Atidel Boutara Cook was convicted of criminal damage and assault after destroying her neighbour’s wisteria plant and hitting her with a crutch — then appeared to breach her restraining order before even leaving the courtroom.
A woman who was sentenced for destroying her neighbour’s wisteria and subsequently assaulting her with a crutch, breached her new restraining order before even leaving the courtroom, a judge has cautioned.
Atidel Boutara Cook was found guilty of criminal damage after she destroyed a flowering plant owned by her upstairs neighbour, Pei Wong, and assaulted her on December 17 last year. Boutara Cook, who had been neighbours with Ms Wong for two decades, verbally abused her and struck her once on the forehead and twice on the chest with her crutch when confronted about the plant, Highbury Magistrates’ Court heard previously.
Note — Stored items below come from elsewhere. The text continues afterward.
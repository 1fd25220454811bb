use std::fmt;

use crate::decode::{Decode, DecodeError};

/// The serial protocol version reported in a ping response.
///
/// On the wire the fields are laid out little-endian-first: bugfix, minor,
/// major, then the one-character protocol name.
#[derive(Debug, Clone, Copy, Eq, PartialEq)]
pub struct ProtocolVersion {
    pub name: char,
    pub major: u8,
    pub minor: u8,
    pub bugfix: u8,
}

/// The only protocol version this crate has been validated against.
pub const SUPPORTED_VERSION: ProtocolVersion = ProtocolVersion {
    name: 'P',
    major: 1,
    minor: 2,
    bugfix: 0,
};

impl Decode for ProtocolVersion {
    fn decode(data: impl IntoIterator<Item = u8>) -> Result<Self, DecodeError> {
        let mut data = data.into_iter();
        let bugfix = u8::decode(&mut data)?;
        let minor = u8::decode(&mut data)?;
        let major = u8::decode(&mut data)?;
        let name = u8::decode(&mut data)? as char;

        Ok(Self {
            name,
            major,
            minor,
            bugfix,
        })
    }
}

impl fmt::Display for ProtocolVersion {
    fn fmt(&self, f: &mut fmt::Formatter<'_>) -> fmt::Result {
        write!(
            f,
            "{}{}.{}.{}",
            self.name, self.major, self.minor, self.bugfix
        )
    }
}

#[cfg(test)]
mod tests {
    use super::{ProtocolVersion, SUPPORTED_VERSION};
    use crate::decode::Decode;

    #[test]
    fn display() {
        assert_eq!(SUPPORTED_VERSION.to_string(), "P1.2.0");
    }

    #[test]
    fn decode_wire_order() {
        // bugfix, minor, major, name
        let decoded = ProtocolVersion::decode([0x00, 0x02, 0x01, b'P']).unwrap();
        assert_eq!(decoded, SUPPORTED_VERSION);
    }
}
use crate::config::TelemetryConfig;
use tracing_subscriber::filter::ParseError;
use tracing_subscriber::EnvFilter;

/// Crates whose events follow the configured level; everything else stays at `warn`.
const RECRUITMENT_TARGETS: [&str; 2] = ["ngo_recruit", "ngo_recruit_api"];
const DEPENDENCY_LEVEL: &str = "warn";

#[derive(Debug, thiserror::Error)]
pub enum TelemetryError {
    #[error("invalid log filter '{directives}' (from APP_LOG_LEVEL '{value}')")]
    EnvFilter {
        value: String,
        directives: String,
        #[source]
        source: ParseError,
    },
    #[error("unable to install tracing subscriber: {0}")]
    Subscriber(#[source] Box<dyn std::error::Error + Send + Sync>),
}

/// Expand a bare level such as `debug` into per-target directives for the recruitment
/// crates. Values that already carry directives pass through untouched.
pub fn filter_directives(log_level: &str) -> String {
    let log_level = log_level.trim();
    if log_level.contains('=') || log_level.contains(',') {
        return log_level.to_string();
    }

    let mut directives = vec![DEPENDENCY_LEVEL.to_string()];
    directives.extend(
        RECRUITMENT_TARGETS
            .iter()
            .map(|target| format!("{target}={log_level}")),
    );
    directives.join(",")
}

fn configured_filter(config: &TelemetryConfig) -> Result<EnvFilter, TelemetryError> {
    let directives = filter_directives(&config.log_level);
    EnvFilter::try_new(&directives).map_err(|source| TelemetryError::EnvFilter {
        value: config.log_level.clone(),
        directives,
        source,
    })
}

/// Install the global fmt subscriber. `RUST_LOG` wins over `APP_LOG_LEVEL`.
pub fn init(config: &TelemetryConfig) -> Result<(), TelemetryError> {
    let env_filter = match EnvFilter::try_from_default_env() {
        Ok(filter) => filter,
        Err(_) => configured_filter(config)?,
    };

    tracing_subscriber::fmt()
        .with_env_filter(env_filter)
        .with_target(true)
        .compact()
        .with_ansi(false)
        .try_init()
        .map_err(TelemetryError::Subscriber)
}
Ms Wong and her husband Louis Scott are the freeholders of the Victorian property in Stanhope Gardens, Tottenham, North London. They reside upstairs while Boutara Cook lives in the ground floor flat, the trial was told.
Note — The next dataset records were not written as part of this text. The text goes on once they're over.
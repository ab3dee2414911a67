use crate::infra::AppState;
use axum::extract::{Path, State};
use axum::http::{header, StatusCode};
use axum::response::IntoResponse;
use axum::routing::{get, post};
use axum::{Extension, Json, Router};
use ngo_recruit::error::AppError;
use ngo_recruit::workflows::recruitment::{
    recruitment_router, ApplicationId, ApplicationStatusView, NotificationPublisher,
    RecruitmentRepository, RecruitmentService, SweepReport,
};
use serde::Deserialize;
use serde_json::json;
use std::sync::Arc;

/// Manual override applied by a reviewer outside the automatic ranking.
#[derive(Debug, Clone, Copy, PartialEq, Eq, Deserialize)]
#[serde(rename_all = "snake_case")]
pub(crate) enum DecisionKind {
    Review,
    Select,
    Reject,
}

#[derive(Debug, Deserialize)]
pub(crate) struct DecisionRequest {
    pub(crate) decision: DecisionKind,
    #[serde(default)]
    pub(crate) reason: Option<String>,
}

pub(crate) fn with_recruitment_routes<R, N>(service: Arc<RecruitmentService<R, N>>) -> Router
where
    R: RecruitmentRepository + 'static,
    N: NotificationPublisher + 'static,
{
    let admin = Router::new()
        .route(
            "/api/v1/applications/:application_id/decision",
            post(decision_endpoint::<R, N>),
        )
        .route("/api/v1/admin/sweep", post(sweep_endpoint::<R, N>))
        .with_state(service.clone());

    recruitment_router(service)
        .merge(admin)
        .route("/health", get(healthcheck))
        .route("/ready", get(readiness_endpoint))
        .route("/metrics", get(metrics_endpoint))
}

pub(crate) async fn healthcheck() -> Json<serde_json::Value> {
    Json(json!({ "status": "ok" }))
}

pub(crate) async fn readiness_endpoint(Extension(state): Extension<AppState>) -> impl IntoResponse {
    let ready = state.readiness.load(std::sync::atomic::Ordering::Relaxed);
    let status = if ready {
        StatusCode::OK
    } else {
        StatusCode::SERVICE_UNAVAILABLE
    };

    let payload = if ready {
        json!({ "status": "ready" })
    } else {
        json!({ "status": "initializing" })
    };

    (status, Json(payload))
}

pub(crate) async fn metrics_endpoint(Extension(state): Extension<AppState>) -> impl IntoResponse {
    (
        StatusCode::OK,
        [(header::CONTENT_TYPE, "text/plain; version=0.0.4")],
        state.metrics.render(),
    )
}

pub(crate) async fn decision_endpoint<R, N>(
    State(service): State<Arc<RecruitmentService<R, N>>>,
    Path(application_id): Path<String>,
    Json(request): Json<DecisionRequest>,
) -> Result<Json<ApplicationStatusView>, AppError>
where
    R: RecruitmentRepository + 'static,
    N: NotificationPublisher + 'static,
{
    let id = ApplicationId(application_id);
    let record = match request.decision {
        DecisionKind::Review => service.review(&id)?,
        DecisionKind::Select => service.select(&id)?,
        DecisionKind::Reject => service.reject(&id, request.reason)?,
    };
    Ok(Json(record.status_view()))
}

pub(crate) async fn sweep_endpoint<R, N>(
    State(service): State<Arc<RecruitmentService<R, N>>>,
) -> Result<Json<SweepReport>, AppError>
where
    R: RecruitmentRepository + 'static,
    N: NotificationPublisher + 'static,
{
    Ok(Json(service.sweep_deadlines()?))
}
Boutara Cook has continued to cause disturbances at the property, including “ongoing banging at night” that has disrupted Ms Wong’s sleep, according to the victim’s impact statement summarised by the prosecution on Wednesday.
Ms Wong stated that she feels trapped in her home, intimidated, anxious, and emotionally drained, and has since installed CCTV.
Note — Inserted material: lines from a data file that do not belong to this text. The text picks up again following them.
//! Criterion scoring: maps one organization profile and one criterion to a bounded score.

mod completeness;
mod rules;

pub use rules::ScoringFault;

use serde::{Deserialize, Serialize};
use tracing::{debug, warn};

use super::domain::{Criterion, EvaluationRecord, OrganizationProfile};

/// Score a profile against one criterion.
///
/// The result always lies in `[0, criterion.max_score]` and is rounded to two decimals.
/// A fault while computing the criterion scores zero for that criterion only.
pub fn score_criterion(profile: &OrganizationProfile, criterion: &Criterion) -> f64 {
    let raw = match rules::raw_score(profile, &criterion.code, criterion.max_score) {
        Ok(score) => score,
        Err(fault) => {
            warn!(
                criterion = %criterion.code,
                criterion_id = %criterion.id.0,
                error = %fault,
                "criterion scoring failed; recording zero"
            );
            0.0
        }
    };

    bound(raw, criterion.max_score)
}

fn bound(score: f64, max_score: f64) -> f64 {
    if !score.is_finite() || !max_score.is_finite() || max_score <= 0.0 {
        return 0.0;
    }

    round_to_cents(score.clamp(0.0, max_score)).min(max_score)
}

pub(crate) fn round_to_cents(value: f64) -> f64 {
    (value * 100.0).round() / 100.0
}

/// Fresh evaluation records and their total for one scoring pass.
#[derive(Debug, Clone, PartialEq, Serialize, Deserialize)]
pub struct Evaluation {
    pub records: Vec<EvaluationRecord>,
    pub total_score: f64,
}

/// Score every criterion in order and total the results.
pub fn evaluate_profile<'a, I>(profile: &OrganizationProfile, criteria: I) -> Evaluation
where
    I: IntoIterator<Item = &'a Criterion>,
{
    let records: Vec<EvaluationRecord> = criteria
        .into_iter()
        .map(|criterion| {
            let score = score_criterion(profile, criterion);
            debug!(criterion = %criterion.code, score, max_score = criterion.max_score, "criterion scored");
            EvaluationRecord {
                criterion_id: criterion.id.clone(),
                code: criterion.code.clone(),
                max_score: criterion.max_score,
                score,
            }
        })
        .collect();

    let total_score = total_of(&records);
    Evaluation {
        records,
        total_score,
    }
}

pub(crate) fn total_of(records: &[EvaluationRecord]) -> f64 {
    records.iter().map(|record| record.score).sum()
}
District Judge Denis Brennan informed Boutara Cook that she has made the lives of Ms Wong, her husband – and potentially their children – a “misery”.
He ordered her to pay them £500 and issued a five-year restraining order prohibiting her from contacting them.
Judge Brennan asked Boutara Cook, who represented herself, if she understood the penalty.
She responded “absolutely, yep” before glancing up at the public gallery and blowing a kiss towards the pair, asking: “Happy?”
As she made her way towards the courtroom exit, she shouted to them: “I will send it to you in one go, so you can go on holiday.”
The judge interrupted: “I warn you Ms Boutara Cook that that is immediately a breach of the restraining order.”
He stated it would be determined later whether police become involved.
Mr Scott noticed Boutara Cook chopping down the wisteria and removing other plants as he arrived home from work on the evening of December 17.
She told Mr Scott “f*** you, nasty people” when he confronted her, stated prosecutor Mr Groves, who declined to provide his first name to journalists.
The architect pair seldom engaged with Boutara Cook but requested she cease, the court heard previously.
Ms Wong recorded the altercation and it revealed the defendant positioned outside the front entrance clutching large garden shears.
Her husband could be heard saying: “This is really horrible, you doing this.”
The mobile was dropped and screaming and shouting can be heard in the background, including repeated swearing.
Mr Scott told the trial: “When she noticed my wife was filming her, she seemed to rather lose control of herself, started screaming abuse and waving her arms, she grabbed my wife’s phone.
“She also then came up to my wife and struck her a number of times with her crutch.” Boutara Cook was also handed a 12-month community order with 15 rehabilitation activity requirement days.
The restraining order prohibits her from contacting the couple directly or indirectly, including through their children.
An exception is in place if the couple reach out to her regarding building issues or she communicates with them via a solicitor.
Judge Brennan stated: “Living in accommodation, whether it’s in London or anywhere, should be something that gives people safety, gives them a sense of wellbeing and a sense of which they can lead a happy and ordered life.
“Your behaviour prior to and on December 17 – and if I understand matters correctly, since December 17 – has meant the lives of Mr Scott and Ms Wong, and I infer, their children, a life of misery.
“That is not fair that is not appropriate.”